I recently went through the same learning process on my university’s cluster, and your second question was the hardest part for me. I found the easiest way was to submit to one of the queues using a PBS submit script that tells Julia where to find all the processors via the PBS nodefile. Here’s a minimum working example PBS script:
#!/bin/bash
#PBS -l nodes=4:ppn=12,walltime=00:05:00
#PBS -N test_julia
#PBS -q debug
echo PBS: node file is $PBS_NODEFILE
julia --machinefile=$PBS_NODEFILE /path/to/your/home/dir/test_julia.jl
echo "finished"
I called this file test_julia.pbs
. When you submit this job (i.e., by running qsub test_julia.pbs
from your login prompt) the Julia process starts up with all the processors (48 in this case) available, as if you’d started it on your laptop with julia -p 2
or whatever.

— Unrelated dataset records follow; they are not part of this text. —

#[cfg(feature = "serde")]
use serde_crate::{Deserialize, Serialize};
use thiserror::Error;

#[cfg_attr(
    feature = "serde",
    derive(Serialize, Deserialize),
    serde(crate = "serde_crate")
)]
#[derive(Error, Debug, Clone, PartialEq)]
pub enum FtrlError {
    #[error("alpha should be positive and finite, but is {0}")]
    InvalidAlpha(f64),
    #[error("beta should be positive and finite, but is {0}")]
    InvalidBeta(f64),
    #[error("lambda1 should be non-negative and finite, but is {0}")]
    InvalidLambda1(f64),
    #[error("lambda2 should be non-negative and finite, but is {0}")]
    InvalidLambda2(f64),
    #[error("number of coordinates must be bigger than 0 and addressable, but is {0}")]
    InvalidNCoordinates(usize),
    #[error("coordinate {index} is out of range for a model with {n_coordinates} coordinates")]
    IndexOutOfRange { index: usize, n_coordinates: usize },
    #[error("non-finite value in {0}")]
    NumericInstability(String),
}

For completeness, here’s test_julia.jl
, which has minimum working examples for basic batch-processing tasks:
println("Hello from Julia")
np = nprocs()
println("Number of processes: $np")
for i in workers()
host, pid = fetch(@spawnat i (gethostname(), getpid()))
println("Hello from process $(pid) on host $(host)!")
end
tasks = randn(np * 30)
@everywhere begin
function foo(x)
return x * 4
end
end
results = pmap(foo, tasks)
println(round(results, 3))
for i in workers()
rmprocs(i)
end
Hope that helps!